Forest fires are a disaster that harms both the environment and the economy through the damage that they cause to our planet. Algeria is known to be one of the many countries that have been greatly affected by forest fires. The data set Algerian Forest Fires from the UCI Machine Learning Repository (https://archive.ics.uci.edu/ml/datasets/Algerian+Forest+Fires+Dataset++) contains attributes that were collected to determine the probability of forest fires occurring from many different factors. We are trying to answer whether or not fires can be accurately predicted by using a k-nearest neighbors classification on factors such as rain, wind speed, temperature, and humidity.

The data set contains information about forest fires in two regions of Algeria, the Bejaia region that is located in the Northeast of Algeria, and the Sidi Bel-abbes region located in the Northwest of Algeria, both of these regions are combined together into one data set. We will be using the Bejaia region within this project. The data set includes 11 attributes and 1 output attribute (class). The attributes within this data set are: Day, Month, Year, Temperature, Relative Humidity (RH), Wind Speed (WS), Rain, Fine Fuel Moisture Code (FFMC), Duff Moisutre Code (DMC), Drought Code (DC), Initial Spread Index (ISI), Buildup Index (BUI), and Fire Weather Index (FWI) components. 


### METHOD AND RESULTS

In [None]:
#describe in written English the methods you used to perform your analysis from beginning to end that narrates the code the does the analysis.

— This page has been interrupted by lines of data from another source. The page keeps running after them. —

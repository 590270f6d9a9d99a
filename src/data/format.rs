use crate::error::{BiletoError, Result};
use serde::Serialize;
use serde::de::DeserializeOwned;
use serde_json::Value;
use std::fmt;
use std::str::FromStr;

/// Serialization format of export bundles
#[derive(Debug, Clone, Copy, PartialEq, Eq, Default)]
pub enum DataFormat {
    #[default]
    Json,
    Yaml,
}

impl DataFormat {
    /// Detect format from content
    pub fn detect(content: &str) -> Result<Self> {
        let trimmed = content.trim();

        if (trimmed.starts_with('{') || trimmed.starts_with('['))
            && serde_json::from_str::<Value>(trimmed).is_ok()
        {
            return Ok(Self::Json);
        }

        // Scalars are valid YAML too, only mappings make a bundle
        if matches!(
            serde_yaml::from_str::<serde_yaml::Value>(trimmed),
            Ok(serde_yaml::Value::Mapping(_))
        ) {
            return Ok(Self::Yaml);
        }

        Err(BiletoError::InvalidInput(
            "Unable to detect format. Content must be valid JSON or YAML".to_string(),
        ))
    }

    pub fn serialize<T: Serialize>(self, value: &T) -> Result<String> {
        Ok(match self {
            Self::Json => serde_json::to_string_pretty(value)?,
            Self::Yaml => serde_yaml::to_string(value)?,
        })
    }

    pub fn deserialize<T: DeserializeOwned>(self, content: &str) -> Result<T> {
        match self {
            Self::Json => serde_json::from_str(content)
                .map_err(|e| BiletoError::ParseError(format!("Invalid JSON: {e}"))),
            Self::Yaml => serde_yaml::from_str(content)
                .map_err(|e| BiletoError::ParseError(format!("Invalid YAML: {e}"))),
        }
    }
}

impl fmt::Display for DataFormat {
    fn fmt(&self, f: &mut fmt::Formatter<'_>) -> fmt::Result {
        match self {
            Self::Json => write!(f, "json"),
            Self::Yaml => write!(f, "yaml"),
        }
    }
}

impl FromStr for DataFormat {
    type Err = BiletoError;

    fn from_str(s: &str) -> Result<Self> {
        match s.to_lowercase().as_str() {
            "json" => Ok(Self::Json),
            "yaml" | "yml" => Ok(Self::Yaml),
            _ => Err(BiletoError::InvalidInput(format!(
                "Invalid format: {s}. Must be one of: json, yaml"
            ))),
        }
    }
}

#[cfg(test)]
mod tests {
    use super::*;

    #[test]
    fn test_detect() {
        assert_eq!(DataFormat::detect("  {\"version\": 1}").unwrap(), DataFormat::Json);
        assert_eq!(DataFormat::detect("version: 1\nusers: []\n").unwrap(), DataFormat::Yaml);
        assert!(DataFormat::detect("just some text").is_err());
        assert!(DataFormat::detect("{ broken").is_err());
    }

    #[test]
    fn test_parse_format() {
        assert_eq!("YML".parse::<DataFormat>().unwrap(), DataFormat::Yaml);
        assert!("csv".parse::<DataFormat>().is_err());
    }
}
//! Mail ingestion
//!
//! Incoming e-mails are fetched from a [`MailSource`], stored as
//! [`MailboxEmail`] records, then turned into tickets or answers by the
//! [`MailboxProcessor`]. E-mails failing to be processed stay in the mailbox
//! with their last error until they succeed or run out of attempts.

mod email;
mod processor;
mod source;

pub use email::{IncomingEmail, MailboxEmail};
pub use processor::{CollectReport, MailboxProcessor, Outcome};
#[cfg(test)]
pub use source::MockMailSource;
pub use source::{DirectorySource, MailSource};
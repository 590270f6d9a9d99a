use crate::auth::{Authorization, Role, RoleType};
use crate::core::validation::{email_domain, normalize_email};
use crate::core::{OrganizationId, User, UserId};
use crate::error::{BiletoError, Result};
use crate::storage::{Lookups, Repository};

/// Users and the roles granted to them
pub struct Directory<'a, R: Repository> {
    repo: &'a R,
}

impl<'a, R: Repository> Directory<'a, R> {
    pub const fn new(repo: &'a R) -> Self {
        Self { repo }
    }

    /// The role given to users created implicitly
    pub fn default_role(&self) -> Result<Option<Role>> {
        Ok(self
            .repo
            .find::<Role, _>(|r| r.is_default && r.role_type == RoleType::User)?
            .into_iter()
            .next())
    }

    /// Make `role` the only default role
    pub fn set_default_role(&self, role: &mut Role) -> Result<()> {
        if role.role_type != RoleType::User {
            return Err(BiletoError::Validation(format!(
                "Only user roles can be the default role, '{}' is a {} role",
                role.name, role.role_type
            )));
        }
        for mut other in self.repo.find::<Role, _>(|r| r.is_default && r.id != role.id)? {
            other.is_default = false;
            self.repo.save(&other)?;
        }
        role.is_default = true;
        self.repo.save(role)
    }

    /// Create a user
    ///
    /// Without an explicit organization, the user joins the organization
    /// owning the domain of their e-mail, if any. When the user ends up in an
    /// organization, the default role is granted to them there.
    pub fn register(
        &self,
        email: &str,
        name: &str,
        organization_id: Option<OrganizationId>,
    ) -> Result<(User, Option<Authorization>)> {
        let email = normalize_email(email)?;
        if self.repo.find_user_by_email(&email)?.is_some() {
            return Err(BiletoError::AlreadyExists {
                kind: "User",
                name: email,
            });
        }

        let organization_id = match organization_id {
            Some(id) => Some(id),
            None => match email_domain(&email) {
                Some(domain) => self.repo.find_organization_by_domain(domain)?.map(|o| o.id),
                None => None,
            },
        };

        let mut user = User::new(&email, name)?;
        user.organization_id = organization_id.clone();
        self.repo.save(&user)?;
        tracing::info!(email = %user.email, "user created");

        let authorization = match (organization_id, self.default_role()?) {
            (Some(organization_id), Some(role)) => {
                Some(self.grant(&user.id, &role, Some(organization_id))?)
            },
            _ => None,
        };
        Ok((user, authorization))
    }

    /// Grant a role to a user, globally or in one organization
    pub fn grant(
        &self,
        user_id: &UserId,
        role: &Role,
        organization_id: Option<OrganizationId>,
    ) -> Result<Authorization> {
        let duplicate = self.repo.count::<Authorization, _>(|a| {
            a.user_id == *user_id && a.role_id == role.id && a.organization_id == organization_id
        })? > 0;
        if duplicate {
            return Err(BiletoError::AlreadyExists {
                kind: "Authorization",
                name: role.name.clone(),
            });
        }

        let authorization = Authorization::new(user_id.clone(), role, organization_id)?;
        self.repo.save(&authorization)?;
        Ok(authorization)
    }

    /// Remove the authorizations of a user for a role; returns how many were removed
    pub fn revoke(
        &self,
        user_id: &UserId,
        role: &Role,
        organization_id: Option<&OrganizationId>,
    ) -> Result<usize> {
        let authorizations = self.repo.find::<Authorization, _>(|a| {
            a.user_id == *user_id
                && a.role_id == role.id
                && (organization_id.is_none() || a.organization_id.as_ref() == organization_id)
        })?;
        for authorization in &authorizations {
            self.repo.delete::<Authorization>(&authorization.id)?;
        }
        Ok(authorizations.len())
    }
}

We will be conducting our data analysis by using classification by K-nearest neighbours. The attributes we will be using are date, temp, RH, Ws, Rain, and FWI components like FFMC, DMC, DC,ISI and BUI. We chose these attributes because we think these will be the most useful in helping us predict fires. We will report the results with graphs showing whether or not there is a strong relationship between the different factors and whether or not there will be a fire, as well as an accuracy % for our classification model.

In [None]:
library(tidyverse)
library(repr)
library(tidymodels)

In [None]:
url <- "https://archive.ics.uci.edu/ml/machine-learning-databases/00547/Algerian_forest_fires_dataset_UPDATE.csv"

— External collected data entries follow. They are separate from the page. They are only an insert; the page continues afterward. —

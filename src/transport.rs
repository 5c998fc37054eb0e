// src/transport.rs
//! HTTP fetch client: one timed GET per call, returning status + body.
//!
//! Collectors only see the `Transport` trait, so tests swap in `MockTransport`
//! and count network calls without opening sockets.

use std::collections::VecDeque;
use std::sync::{Arc, Mutex};
use std::time::Duration;

use async_trait::async_trait;
use reqwest::Client;
use tokio::sync::Barrier;

use crate::error::FetchError;

#[derive(Debug, Clone, PartialEq, Eq)]
pub struct HttpRequest {
    pub url: String,
    pub headers: Vec<(String, String)>,
    pub timeout: Duration,
}

impl HttpRequest {
    pub fn get(url: impl Into<String>, timeout: Duration) -> Self {
        Self {
            url: url.into(),
            headers: Vec::new(),
            timeout,
        }
    }

    pub fn with_header(mut self, name: &str, value: impl Into<String>) -> Self {
        self.headers.push((name.to_string(), value.into()));
        self
    }

    pub fn header(&self, name: &str) -> Option<&str> {
        self.headers
            .iter()
            .find(|(k, _)| k.eq_ignore_ascii_case(name))
            .map(|(_, v)| v.as_str())
    }
}

#[derive(Debug, Clone, PartialEq, Eq)]
pub struct HttpResponse {
    pub status: u16,
    pub body: String,
}

impl HttpResponse {
    pub fn ok(body: impl Into<String>) -> Self {
        Self {
            status: 200,
            body: body.into(),
        }
    }
}

#[async_trait]
pub trait Transport: Send + Sync {
    async fn get(&self, request: &HttpRequest) -> Result<HttpResponse, FetchError>;
}

/// Production transport backed by a shared `reqwest::Client`.
#[derive(Clone, Default)]
pub struct ReqwestTransport {
    client: Client,
}

impl ReqwestTransport {
    pub fn new() -> Self {
        Self {
            client: Client::new(),
        }
    }
}

#[async_trait]
impl Transport for ReqwestTransport {
    async fn get(&self, request: &HttpRequest) -> Result<HttpResponse, FetchError> {
        let mut builder = self.client.get(&request.url).timeout(request.timeout);
        for (name, value) in &request.headers {
            builder = builder.header(name.as_str(), value.as_str());
        }

        let resp = builder
            .send()
            .await
            .map_err(|e| FetchError::Transport(e.to_string()))?;
        let status = resp.status().as_u16();
        let body = resp
            .text()
            .await
            .map_err(|e| FetchError::Transport(format!("reading body: {e}")))?;

        Ok(HttpResponse { status, body })
    }
}

// --- Test helper ---

/// Scripted reply for `MockTransport`.
#[derive(Debug, Clone)]
pub enum MockReply {
    Response(HttpResponse),
    TransportError(String),
}

/// Replays queued replies in order, then repeats the fallback.
/// Records every request it receives.
///
/// A gated mock holds each request in flight until `parties` requests have
/// arrived, so concurrent fetches really overlap.
pub struct MockTransport {
    queue: Mutex<VecDeque<MockReply>>,
    fallback: MockReply,
    gate: Option<Arc<Barrier>>,
    pub calls: Mutex<Vec<HttpRequest>>,
}

impl MockTransport {
    pub fn new(fallback: MockReply) -> Self {
        Self {
            queue: Mutex::new(VecDeque::new()),
            fallback,
            gate: None,
            calls: Mutex::new(vec![]),
        }
    }

    pub fn gated(mut self, parties: usize) -> Self {
        self.gate = Some(Arc::new(Barrier::new(parties)));
        self
    }

    /// Always answers 200 with `body`.
    pub fn ok(body: impl Into<String>) -> Self {
        Self::new(MockReply::Response(HttpResponse::ok(body)))
    }

    /// Always answers with `status` and an empty body.
    pub fn status(status: u16) -> Self {
        Self::new(MockReply::Response(HttpResponse {
            status,
            body: String::new(),
        }))
    }

    pub fn push(&self, reply: MockReply) {
        self.queue.lock().unwrap().push_back(reply);
    }

    pub fn push_ok(&self, body: impl Into<String>) {
        self.push(MockReply::Response(HttpResponse::ok(body)));
    }

    pub fn call_count(&self) -> usize {
        self.calls.lock().unwrap().len()
    }

    pub fn last_request(&self) -> Option<HttpRequest> {
        self.calls.lock().unwrap().last().cloned()
    }
}

#[async_trait]
impl Transport for MockTransport {
    async fn get(&self, request: &HttpRequest) -> Result<HttpResponse, FetchError> {
        self.calls.lock().unwrap().push(request.clone());
        let reply = self
            .queue
            .lock()
            .unwrap()
            .pop_front()
            .unwrap_or_else(|| self.fallback.clone());
        if let Some(gate) = &self.gate {
            gate.wait().await;
        }
        match reply {
            MockReply::Response(r) => Ok(r),
            MockReply::TransportError(msg) => Err(FetchError::Transport(msg)),
        }
    }
}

download.file(url, destfile = "algerian_fires.csv")
fire_df <- read_csv("algerian_fires.csv", skip = 1)
#original data set

In [None]:
#make class as factor. turn month day year into date. 
#select all columns except fwi, month, day year
#re order columns so date first
# take only rows from first region
df <- fire_df %>% 
        mutate(Classes = as.factor(Classes), date = as.Date(paste(month, day, year, sep = "."), format = "%m.%d.%y")) %>% 
        select(-FWI, -month, -year, -day) %>% 
        select(date, everything()) %>% 
        slice(1:122)
df

#make all rows except classes as numeric
df[, 2:10] <- sapply(df[, 2:10] , as.numeric)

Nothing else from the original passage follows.